Historically, penetrating injuries to the neck are divided into three zones dictating management (Figure 43-1)3,4:

  • Zone I, originally located below the clavicles,3 later revised as below the cricoid membrane,4 includes the innominate vessels, the origin of the common carotid (CC) artery, the subclavian vessels and the vertebral artery, the brachial plexus, the trachea, the esophagus, the apex of the lung, and the thoracic duct and injuries are generally managed as thoracic injuries.

  • Zone II, between the cricoid cartilage and the angle of the mandible, includes the carotid and vertebral arteries, the IJ veins, trachea, and the esophagus. Management of these injuries has been most controversial and has evolved over the decades as will be discussed later.
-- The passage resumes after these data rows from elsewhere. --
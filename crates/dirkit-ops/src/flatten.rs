//! Path-based flattening of a directory tree.

use std::collections::HashMap;
use std::fs;
use std::path::{Path, PathBuf};
use std::time::Instant;

use tracing::{debug, error, info, warn};

use dirkit_core::{CollisionPolicy, FlattenConfig, ToolError, ToolWarning, WarningKind};
use dirkit_scan::{DirWalker, WalkEntry, WalkItem};

use crate::collision::auto_rename;
use crate::copy::copy_file;
use crate::naming::{NameFit, fit_name, flat_name, sanitize_name, source_label};
use crate::report::{FlattenReport, OperationError, RenameRecord};

/// Copies every non-ignored file of a tree into a single directory.
///
/// Each copy is named after its path relative to the source root, prefixed
/// with the source folder's name. Per-file failures are logged and recorded;
/// only invalid input or an uncreatable destination abort the run.
#[derive(Debug, Clone)]
pub struct Flattener {
    config: FlattenConfig,
}

impl Flattener {
    pub fn new(config: FlattenConfig) -> Self {
        Self { config }
    }

    pub fn config(&self) -> &FlattenConfig {
        &self.config
    }

    /// Run the flatten operation.
    pub fn run(&self) -> Result<FlattenReport, ToolError> {
        let start = Instant::now();
        let config = &self.config;

        ToolError::require_dir(&config.source)?;
        let source = config
            .source
            .canonicalize()
            .map_err(|e| ToolError::io(&config.source, e))?;
        let label = source_label(&source);

        let destination = config.destination.clone();
        if destination.exists() && !destination.is_dir() {
            return Err(ToolError::invalid_input(
                &destination,
                "destination exists and is not a directory",
            ));
        }
        if !config.dry_run && !destination.exists() {
            fs::create_dir_all(&destination).map_err(|e| ToolError::io(&destination, e))?;
            info!("Created destination {}", destination.display());
        }
        // Copies must not be picked up again when the destination sits inside the source
        let destination_canonical = destination.canonicalize().ok();

        let mut report = FlattenReport::new(source.clone(), destination.clone(), config.dry_run);
        let mut taken: HashMap<String, PathBuf> = HashMap::new();

        let walker = DirWalker::new(&source, config.ignore.clone());
        for item in walker.walk() {
            let entry = match item {
                WalkItem::File(entry) => entry,
                WalkItem::Symlink(entry) => {
                    if !entry.path.is_file() {
                        debug!("Skipping symlink {}", entry.path.display());
                        report.add_warning(ToolWarning::new(
                            &entry.path,
                            "symlink does not point to a file",
                            WarningKind::Skipped,
                        ));
                        continue;
                    }
                    entry
                }
                WalkItem::Error(warning) => {
                    warn!("{}: {}", warning.path.display(), warning.message);
                    report.add_warning(warning);
                    continue;
                }
                WalkItem::Directory(_) | WalkItem::Pruned(_) => continue,
            };

            if destination_canonical
                .as_ref()
                .is_some_and(|dest| entry.path.starts_with(dest))
            {
                continue;
            }

            if config.ignore.skips_file(&entry.name) {
                debug!("Ignored: {}", entry.path.display());
                report.skipped += 1;
                continue;
            }

            let Some(name) = self.plan_name(&label, &entry, &destination, &mut taken, &mut report)
            else {
                report.skipped += 1;
                continue;
            };

            let dest_path = destination.join(&name);
            let record = RenameRecord {
                source: entry.path.clone(),
                relative: entry.relative.clone(),
                flat_name: name,
                destination: dest_path.clone(),
            };

            if config.dry_run {
                info!("Would copy: {} -> {}", entry.path.display(), dest_path.display());
                report.record_copy(record, 0);
                continue;
            }

            match copy_file(&entry.path, &dest_path, config.preserve_timestamps) {
                Ok(bytes) => {
                    info!("Copied: {} -> {}", entry.path.display(), dest_path.display());
                    report.record_copy(record, bytes);
                }
                Err(e) => {
                    error!("Failed to copy {}: {}", entry.path.display(), e);
                    report.add_error(OperationError::new(entry.path, e.to_string()));
                }
            }
        }

        report.duration = start.elapsed();
        Ok(report)
    }

    /// Compute the flat name for `entry`, applying truncation and the
    /// collision policy. `None` means the file is skipped.
    fn plan_name(
        &self,
        label: &str,
        entry: &WalkEntry,
        destination: &Path,
        taken: &mut HashMap<String, PathBuf>,
        report: &mut FlattenReport,
    ) -> Option<String> {
        let mut name = sanitize_name(&flat_name(label, &entry.relative));

        match fit_name(&name, destination) {
            NameFit::Fits => {}
            NameFit::Shortened(short) => {
                debug!("Truncated {} to {}", name, short);
                report.add_warning(ToolWarning::new(
                    &entry.path,
                    format!("name truncated to {short}"),
                    WarningKind::NameTruncated,
                ));
                name = short;
            }
            NameFit::TooLong => {
                warn!("Cannot shorten {} to fit under {}", name, destination.display());
                report.add_warning(ToolWarning::new(
                    &entry.path,
                    "name cannot be shortened to fit",
                    WarningKind::Skipped,
                ));
                return None;
            }
        }

        if let Some(first) = taken.get(&name) {
            warn!(
                "Name collision: {} and {} both map to {}",
                first.display(),
                entry.path.display(),
                name
            );
            report.add_warning(ToolWarning::new(
                &entry.path,
                format!("collides with {} as {}", first.display(), name),
                WarningKind::NameCollision,
            ));

            match self.config.collision {
                CollisionPolicy::Overwrite => {}
                CollisionPolicy::Skip => return None,
                CollisionPolicy::AutoRename => {
                    match auto_rename(&name, destination, |candidate| taken.contains_key(candidate)) {
                        Some(renamed) => name = renamed,
                        None => {
                            report.add_warning(ToolWarning::new(
                                &entry.path,
                                "no numbered name fits",
                                WarningKind::Skipped,
                            ));
                            return None;
                        }
                    }
                }
            }
        }

        taken.insert(name.clone(), entry.path.clone());
        Some(name)
    }
}

#[cfg(test)]
mod tests {
    use super::*;
    use tempfile::TempDir;

    #[test]
    fn test_missing_source_is_invalid_input() {
        let temp = TempDir::new().unwrap();
        let config = FlattenConfig::new(temp.path().join("missing"), temp.path().join("out"));

        let err = Flattener::new(config).run().unwrap_err();
        assert!(matches!(err, ToolError::InvalidInput { .. }));
        assert!(!temp.path().join("out").exists());
    }

    #[test]
    fn test_destination_inside_source_is_not_recopied() {
        let temp = TempDir::new().unwrap();
        let source = temp.path().join("proj");
        fs::create_dir_all(source.join("sub")).unwrap();
        fs::write(source.join("sub/a.txt"), "a").unwrap();

        let config = FlattenConfig::new(&source, source.join("flat"));
        let report = Flattener::new(config.clone()).run().unwrap();
        assert_eq!(report.copied, 1);

        // A second run must not pick up proj/flat/proj_sub_a.txt
        let report = Flattener::new(config).run().unwrap();
        assert_eq!(report.copied, 1);
        assert!(!source.join("flat/proj_flat_proj_sub_a.txt").exists());
    }

    #[test]
    fn test_dry_run_touches_nothing() {
        let temp = TempDir::new().unwrap();
        let source = temp.path().join("proj");
        fs::create_dir_all(&source).unwrap();
        fs::write(source.join("a.txt"), "a").unwrap();

        let mut config = FlattenConfig::new(&source, temp.path().join("out"));
        config.dry_run = true;
        let report = Flattener::new(config).run().unwrap();

        assert_eq!(report.copied, 1);
        assert_eq!(report.records[0].flat_name, "proj_a.txt");
        assert!(!temp.path().join("out").exists());
    }

    #[test]
    fn test_unfittable_name_is_skipped_with_warning() {
        let name = format!("a.{}", "e".repeat(300));
        let entry = WalkEntry {
            path: PathBuf::from("/src/proj").join(&name),
            relative: PathBuf::from(&name),
            name: name.as_str().into(),
            depth: 1,
        };
        let flattener = Flattener::new(FlattenConfig::new("/src/proj", "/tmp/out"));
        let mut taken = HashMap::new();
        let mut report = FlattenReport::new("/src/proj".into(), "/tmp/out".into(), true);

        let planned = flattener.plan_name("proj", &entry, Path::new("/tmp/out"), &mut taken, &mut report);

        assert_eq!(planned, None);
        assert!(taken.is_empty());
        assert_eq!(report.warning_count(WarningKind::Skipped), 1);
    }
}
use alloy::primitives::Address;

use dapp_bridge_core::{
    ApprovalGrant, ChainConfig, PortError, PromptPort, Secret, SigningPrompt,
    TokenApprovalPrompt, WatchAssetOptions,
};

use crate::BridgeAdapterConfig;

const DECLINED: &str = "User rejected the request.";

/// Non-interactive prompt surface. Approves everything when `auto_approve` is set,
/// otherwise declines everything. Signing secrets come from the configured passphrase.
#[derive(Debug, Clone, Default)]
pub struct ScriptedPromptAdapter {
    auto_approve: bool,
    passphrase: Option<String>,
}

impl ScriptedPromptAdapter {
    pub fn new(auto_approve: bool, passphrase: Option<String>) -> Self {
        Self {
            auto_approve,
            passphrase,
        }
    }

    pub fn with_config(config: &BridgeAdapterConfig) -> Self {
        Self::new(config.auto_approve, config.passphrase.clone())
    }

    fn decide(&self, what: &str) -> Result<(), PortError> {
        if self.auto_approve {
            tracing::info!(prompt = what, "auto-approved");
            Ok(())
        } else {
            tracing::info!(prompt = what, "declined");
            Err(PortError::Declined(DECLINED.to_owned()))
        }
    }

    fn secret(&self) -> Secret {
        Secret::new(self.passphrase.clone().unwrap_or_default())
    }
}

impl PromptPort for ScriptedPromptAdapter {
    async fn authorize_address_disclosure(&self, account: Address) -> Result<(), PortError> {
        tracing::debug!(%account, "address disclosure requested");
        self.decide("address disclosure")
    }

    async fn authorize_signing(&self, prompt: &SigningPrompt) -> Result<Secret, PortError> {
        let what = match prompt {
            SigningPrompt::SendTransaction { .. } => "send transaction",
            SigningPrompt::EthSign { .. } => "eth_sign",
            SigningPrompt::PersonalMessage { .. } => "personal message",
            SigningPrompt::TypedMessage { .. } => "typed message",
        };
        self.decide(what)?;
        Ok(self.secret())
    }

    async fn authorize_token_approval(
        &self,
        prompt: &TokenApprovalPrompt,
    ) -> Result<ApprovalGrant, PortError> {
        self.decide("token approval")?;
        Ok(ApprovalGrant {
            secret: self.secret(),
            amount: prompt.approval.amount,
        })
    }

    async fn authorize_chain_add(&self, config: &ChainConfig) -> Result<(), PortError> {
        tracing::debug!(chain_id = %config.chain_id, name = %config.chain_name, "chain add requested");
        self.decide("chain add")
    }

    async fn authorize_chain_switch(
        &self,
        prev: &ChainConfig,
        next: &ChainConfig,
    ) -> Result<(), PortError> {
        tracing::debug!(from = %prev.chain_id, to = %next.chain_id, "chain switch requested");
        self.decide("chain switch")
    }

    async fn authorize_watch_asset(&self, asset: &WatchAssetOptions) -> Result<(), PortError> {
        tracing::debug!(token = %asset.address, symbol = %asset.symbol, "watch asset requested");
        self.decide("watch asset")
    }

    async fn transaction_finished(&self, error: Option<&str>) {
        match error {
            Some(error) => tracing::warn!(error, "transaction failed"),
            None => tracing::info!("transaction finished"),
        }
    }
}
  • Zone III, extending from the angle of the mandible to the base of the skull, includes the distal carotid and vertebral arteries and the pharynx, and injuries to this zone are most difficult to access and are mostly managed with endovascular techniques.


Saletta zones of the neck.

The right carotid arises from the brachiocephalic trunk, roughly at the sternoclavicular joint, while the left carotid arises from the arch of the aorta. Each CC then travels cephalad lateral to the trachea and esophagus within the carotid sheath and along the IJ veins and vagus nerves. The CC bifurcates around the superior border of the thyroid cartilage at the level of C4, giving rise to the internal carotid (IC), which continues cephalad within the carotid sheath and enters the skull, and the external carotid (EC), which exits the carotid sheath and supplies the thyroid, larynx, pharynx, face, and scalp. The IJ veins begin their course at the base of the skull at the jugular foramen and travel inferiorly in the carotid sheath lateral to the IC then the CC to join the subclavian vein ...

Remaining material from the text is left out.